▸ **Problem description**
Using the records that appear below, write out exactly the lines from the one with "in one symbol." through the one with "pub fn effective_leverage(&self)", keeping both end lines.

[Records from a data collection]
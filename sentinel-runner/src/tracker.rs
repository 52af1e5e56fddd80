//! Live signal tracker.
//!
//! Holds emitted signals and resolves them as closed candles arrive, using
//! the same simulator the backtest uses, so a live result and a replayed
//! result for the same candles are identical. A stopped-out signal stays
//! pending with its result fixed until the horizon has elapsed, because its
//! loss tags depend on the candles after the stop.

use chrono::{DateTime, Utc};
use sentinel_core::domain::{Candle, Signal, Timeframe, TradeOutcome};
use sentinel_core::simulator::{is_settled, Horizon, SimulatorConfig, TradeSimulator};
use sentinel_core::CoreError;
use serde::{Deserialize, Serialize};
use thiserror::Error;
use tracing::{info, warn};

#[derive(Debug, Error)]
pub enum TrackerError {
    #[error(transparent)]
    Core(#[from] CoreError),

    #[error("signal {id}: expected candle at {expected}, got {found}")]
    Gap {
        id: u64,
        expected: DateTime<Utc>,
        found: DateTime<Utc>,
    },
}

#[derive(Debug, Clone, PartialEq, Serialize, Deserialize)]
pub struct TrackedSignal {
    pub id: u64,
    pub signal: Signal,
    /// Candles up to and including the signal candle.
    pub context: Vec<Candle>,
    /// Closed candles seen since the signal.
    pub forward: Vec<Candle>,
    /// Latest simulation. A stop exit shows here before it resolves, with
    /// loss tags still to be finalised.
    pub outcome: Option<TradeOutcome>,
}

impl TrackedSignal {
    fn expected_next(&self) -> DateTime<Utc> {
        let last = self.forward.last().map_or(self.signal.generated_at, |c| c.timestamp);
        last + self.signal.timeframe.interval()
    }
}

#[derive(Debug, Clone, PartialEq, Serialize, Deserialize)]
pub struct ResolvedSignal {
    pub id: u64,
    pub signal: Signal,
    pub outcome: TradeOutcome,
}

#[derive(Debug)]
pub struct SignalTracker {
    simulator: TradeSimulator,
    horizon: Horizon,
    next_id: u64,
    pending: Vec<TrackedSignal>,
    resolved: Vec<ResolvedSignal>,
}

impl SignalTracker {
    /// Tracker that follows each signal for the quick horizon.
    pub fn new(config: SimulatorConfig) -> Result<Self, TrackerError> {
        let horizon = config.quick_horizon();
        Ok(Self {
            simulator: TradeSimulator::new(config)?,
            horizon,
            next_id: 1,
            pending: Vec::new(),
            resolved: Vec::new(),
        })
    }

    /// Follow signals for `horizon` instead. Only a bounded bar count can
    /// elapse live, so `Horizon::Full` and zero bars are refused.
    pub fn with_horizon(mut self, horizon: Horizon) -> Result<Self, TrackerError> {
        horizon.validate_live()?;
        self.horizon = horizon;
        Ok(self)
    }

    pub fn horizon(&self) -> Horizon {
        self.horizon
    }

    /// Start tracking `signal`. `context` is kept for loss tagging.
    pub fn register(&mut self, signal: Signal, context: &[Candle]) -> Result<u64, TrackerError> {
        if !signal.direction.is_directional() || !signal.levels_ordered() {
            return Err(CoreError::InvalidInput(format!(
                "cannot track {} signal with stop {}, entry {}, target {}",
                signal.direction, signal.stop_loss, signal.entry_price, signal.take_profit
            ))
            .into());
        }
        let keep = self.simulator.config().context_bars.min(context.len());
        let id = self.next_id;
        self.next_id += 1;
        info!(id, symbol = %signal.symbol, direction = %signal.direction, "tracking signal");
        self.pending.push(TrackedSignal {
            id,
            signal,
            context: context[context.len() - keep..].to_vec(),
            forward: Vec::new(),
            outcome: None,
        });
        Ok(id)
    }

    /// Feed a newly closed candle. Returns the signals it resolved.
    ///
    /// Candles at or before the last one seen are ignored. A gap leaves every
    /// tracked signal untouched and is reported as an error.
    pub fn on_candle(
        &mut self,
        symbol: &str,
        timeframe: Timeframe,
        candle: Candle,
    ) -> Result<Vec<ResolvedSignal>, TrackerError> {
        if !candle.is_sane() {
            return Err(CoreError::InvalidInput(format!(
                "candle at {} fails OHLC sanity",
                candle.timestamp
            ))
            .into());
        }
        let mut targets = Vec::new();
        for (index, tracked) in self.pending.iter().enumerate() {
            if tracked.signal.symbol != symbol || tracked.signal.timeframe != timeframe {
                continue;
            }
            let expected = tracked.expected_next();
            if candle.timestamp < expected {
                continue;
            }
            if candle.timestamp > expected {
                warn!(id = tracked.id, %expected, found = %candle.timestamp, "candle gap");
                return Err(TrackerError::Gap {
                    id: tracked.id,
                    expected,
                    found: candle.timestamp,
                });
            }
            targets.push(index);
        }

        for &index in &targets {
            let tracked = &mut self.pending[index];
            tracked.forward.push(candle);
            let outcome = self.simulator.simulate(
                &tracked.signal,
                &tracked.context,
                &tracked.forward,
                self.horizon,
            )?;
            tracked.outcome = Some(outcome);
        }

        let horizon = self.horizon;
        let (done, still_open): (Vec<TrackedSignal>, Vec<TrackedSignal>) =
            std::mem::take(&mut self.pending).into_iter().partition(|t| {
                t.outcome
                    .as_ref()
                    .is_some_and(|o| is_settled(o, t.forward.len(), horizon))
            });
        self.pending = still_open;

        let mut newly = Vec::with_capacity(done.len());
        for t in done {
            let Some(outcome) = t.outcome else { continue };
            info!(id = t.id, state = %outcome.state(), r = outcome.r_multiple, "signal resolved");
            newly.push(ResolvedSignal {
                id: t.id,
                signal: t.signal,
                outcome,
            });
        }
        self.resolved.extend(newly.iter().cloned());
        Ok(newly)
    }

    pub fn pending(&self) -> &[TrackedSignal] {
        &self.pending
    }

    pub fn resolved(&self) -> &[ResolvedSignal] {
        &self.resolved
    }

    /// Hand over resolved signals, clearing them from the tracker.
    pub fn drain_resolved(&mut self) -> Vec<ResolvedSignal> {
        std::mem::take(&mut self.resolved)
    }
}
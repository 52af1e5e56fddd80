//! Risk Parameter Calculator: ATR-based stop/target placement and sizing.
//!
//! stop_distance = ATR × adjusted_multiplier, where the multiplier widens
//! in turbulent candles. The target sits `reward_multiple` stop distances
//! away on the other side of entry. Size is capped so that open plus new
//! notional never exceeds capital × max_leverage.

use serde::{Deserialize, Serialize};

use crate::domain::{Direction, Signal};
use crate::error::{CoreError, Result};

/// Highest confidence the scorer ever emits.
pub const MAX_CONFIDENCE: f64 = 90.0;

#[derive(Debug, Clone, PartialEq, Serialize, Deserialize)]
#[serde(deny_unknown_fields)]
pub struct RiskConfig {
    pub capital: f64,
    /// Fraction of capital put at risk per trade.
    pub max_risk_per_trade: f64,
    pub default_leverage: f64,
    pub max_leverage: f64,
    #[serde(default = "default_reward_multiple")]
    pub reward_multiple: f64,
    /// Scale the reward multiple from 2.0 to 3.0 with confidence.
    #[serde(default)]
    pub confidence_scaled_reward: bool,
    #[serde(default = "default_high_volatility_pct")]
    pub high_volatility_pct: f64,
    #[serde(default = "default_high_volatility_widening")]
    pub high_volatility_widening: f64,
}

fn default_reward_multiple() -> f64 {
    1.5
}

fn default_high_volatility_pct() -> f64 {
    8.0
}

fn default_high_volatility_widening() -> f64 {
    0.3
}

impl RiskConfig {
    pub fn validate(&self) -> Result<()> {
        if !(self.capital > 0.0) {
            return Err(CoreError::InvalidConfig("capital must be > 0".into()));
        }
        if !(self.max_risk_per_trade > 0.0 && self.max_risk_per_trade <= 1.0) {
            return Err(CoreError::InvalidConfig(
                "max_risk_per_trade must lie in (0, 1]".into(),
            ));
        }
        if !(self.max_leverage >= 1.0) || !(self.default_leverage >= 1.0) {
            return Err(CoreError::InvalidConfig("leverage must be >= 1".into()));
        }
        if !(self.reward_multiple > 0.0) {
            return Err(CoreError::InvalidConfig("reward_multiple must be > 0".into()));
        }
        if !(self.high_volatility_widening >= 0.0) {
            return Err(CoreError::InvalidConfig(
                "high_volatility_widening must be >= 0".into(),
            ));
        }
        Ok(())
    }

    /// Largest total notional the account may hold in one symbol.
    pub fn max_exposure(&self) -> f64 {
        self.capital * self.max_leverage
    }

    /// Configured leverage capped by `max_leverage`.
    pub fn effective_leverage(&self) -> f64 {
        self.default_leverage.min(self.max_leverage)
    }

    pub fn reward_multiple_for(&self, confidence: f64, min_confidence: f64) -> f64 {
        if !self.confidence_scaled_reward {
            return self.reward_multiple;
        }
        let span = MAX_CONFIDENCE - min_confidence;
        if span <= 0.0 {
            return 3.0;
        }
        (2.0 + (confidence - min_confidence) / span).clamp(2.0, 3.0)
    }
}

/// Inputs the calculator needs from a signal and its snapshot.
#[derive(Debug, Clone, Copy, PartialEq)]
pub struct RiskRequest {
    pub direction: Direction,
    pub entry_price: f64,
    pub confidence: f64,
    pub atr: Option<f64>,
    pub volatility_pct: f64,
    /// Notional already held in the symbol, from the position ledger.
    pub open_notional: f64,
}

impl RiskRequest {
    pub fn for_signal(signal: &Signal, atr: Option<f64>, volatility_pct: f64) -> Self {
        Self {
            direction: signal.direction,
            entry_price: signal.entry_price,
            confidence: signal.confidence,
            atr,
            volatility_pct,
            open_notional: 0.0,
        }
    }

    pub fn with_open_notional(mut self, open_notional: f64) -> Self {
        self.open_notional = open_notional;
        self
    }
}

#[derive(Debug, Clone, PartialEq, Serialize, Deserialize)]
pub struct RiskParameters {
    pub stop_loss: f64,
    pub take_profit: f64,
    pub position_size: f64,
    pub leverage: f64,
    pub adjusted_multiplier: f64,
    pub stop_distance: f64,
    pub reward_multiple: f64,
    /// Capital allotted before leverage: capital × max_risk_per_trade.
    pub risk_amount: f64,
    pub notional: f64,
}

/// Compute stop, target and size. No parameters are emitted on failure.
pub fn compute_risk(
    request: &RiskRequest,
    atr_multiplier: f64,
    min_confidence: f64,
    config: &RiskConfig,
) -> Result<RiskParameters> {
    let entry = request.entry_price;
    if !(entry > 0.0) || !entry.is_finite() {
        return Err(CoreError::InvalidInput(format!("entry price must be positive, got {entry}")));
    }
    let sign = match request.direction {
        Direction::Long => 1.0,
        Direction::Short => -1.0,
        Direction::Hold => {
            return Err(CoreError::InvalidInput("cannot size a HOLD signal".into()));
        }
    };

    let atr = match request.atr {
        Some(atr) if atr.is_finite() => atr,
        Some(atr) => return Err(CoreError::IndeterminateRisk(format!("ATR not finite: {atr}"))),
        None => return Err(CoreError::IndeterminateRisk("ATR unavailable".into())),
    };
    if !request.volatility_pct.is_finite() {
        return Err(CoreError::IndeterminateRisk("volatility unavailable".into()));
    }

    let adjusted_multiplier = if request.volatility_pct > config.high_volatility_pct {
        atr_multiplier + config.high_volatility_widening
    } else {
        atr_multiplier
    };
    let stop_distance = atr * adjusted_multiplier;
    if !(stop_distance > 0.0) {
        return Err(CoreError::IndeterminateRisk(format!(
            "stop distance {stop_distance} is not positive"
        )));
    }

    let reward_multiple = config.reward_multiple_for(request.confidence, min_confidence);
    let stop_loss = entry - sign * stop_distance;
    let take_profit = entry + sign * stop_distance * reward_multiple;
    if !(stop_loss > 0.0) || !(take_profit > 0.0) {
        return Err(CoreError::IndeterminateRisk(format!(
            "levels cross zero: stop {stop_loss}, target {take_profit}"
        )));
    }

    if !(request.open_notional >= 0.0) || !request.open_notional.is_finite() {
        return Err(CoreError::InvalidInput(format!(
            "open notional must be finite and >= 0, got {}",
            request.open_notional
        )));
    }
    let headroom = config.max_exposure() - request.open_notional;
    if !(headroom > 0.0) {
        return Err(CoreError::IndeterminateRisk(format!(
            "open notional {:.2} leaves no room under exposure cap {:.2}",
            request.open_notional,
            config.max_exposure()
        )));
    }

    let leverage = config.effective_leverage();
    let risk_amount = config.capital * config.max_risk_per_trade;
    let notional = (risk_amount * leverage).min(headroom);

    Ok(RiskParameters {
        stop_loss,
        take_profit,
        position_size: notional / entry,
        leverage,
        adjusted_multiplier,
        stop_distance,
        reward_multiple,
        risk_amount,
        notional,
    })
}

▸ **Written response**
    /// Largest total notional the account may hold in one symbol.
    pub fn max_exposure(&self) -> f64 {
        self.capital * self.max_leverage
    }

    /// Configured leverage capped by `max_leverage`.
    pub fn effective_leverage(&self) -> f64 {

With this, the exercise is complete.